## Assigned task
Throughout the records below, find each line holding "positives" and copy it.

Saved data entries
- Opening Delimiter -

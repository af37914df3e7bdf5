use assert_cmd::Command;
use assert_fs::{prelude::FileWriteStr, NamedTempFile};
use predicates::prelude::{predicate, PredicateBooleanExt};

#[test]
fn test_tables() -> Result<(), Box<dyn std::error::Error>> {
    let file = NamedTempFile::new("positives.txt")?;
    file.write_str("a,b,c\na,b,c\nb\n")?;
    let mut cmd = Command::cargo_bin("koala")?;
    cmd.arg("tables")
        .arg("--logging-level")
        .arg("off")
        .arg("-p")
        .arg(file.path())
        .arg("-k")
        .arg("2");
    cmd.assert().success().stdout(
        predicate::str::starts_with(
            "table src->first: 3 occurrence(s), 2 distinct entry(ies)\n  a: 2\n  b: 1\n",
        )
        .and(predicate::str::contains(
            "table first-triple: 2 occurrence(s), 1 distinct entry(ies)\n  a b c: 2\n",
        ))
        .and(predicate::str::contains("  src b: 1\n"))
        .and(predicate::str::contains("  b c: 2\n")),
    );
    Ok(())
}

#[test]
fn test_check() -> Result<(), Box<dyn std::error::Error>> {
    let pos = NamedTempFile::new("positives.txt")?;
    pos.write_str("a,b\nb\n")?;
    let neg = NamedTempFile::new("negatives.txt")?;
    neg.write_str("c\n")?;
    let mut cmd = Command::cargo_bin("koala")?;
    cmd.arg("check")
        .arg("--logging-level")
        .arg("off")
        .arg("-p")
        .arg(pos.path())
        .arg("-n")
        .arg(neg.path());
    cmd.assert().success().stdout(predicate::eq(
        "2 positive sample(s), 1 negative sample(s), 3 symbol(s)\n",
    ));
    Ok(())
}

- Closing Delimiter -

## Output of the exercise
    let file = NamedTempFile::new("positives.txt")?;
    let pos = NamedTempFile::new("positives.txt")?;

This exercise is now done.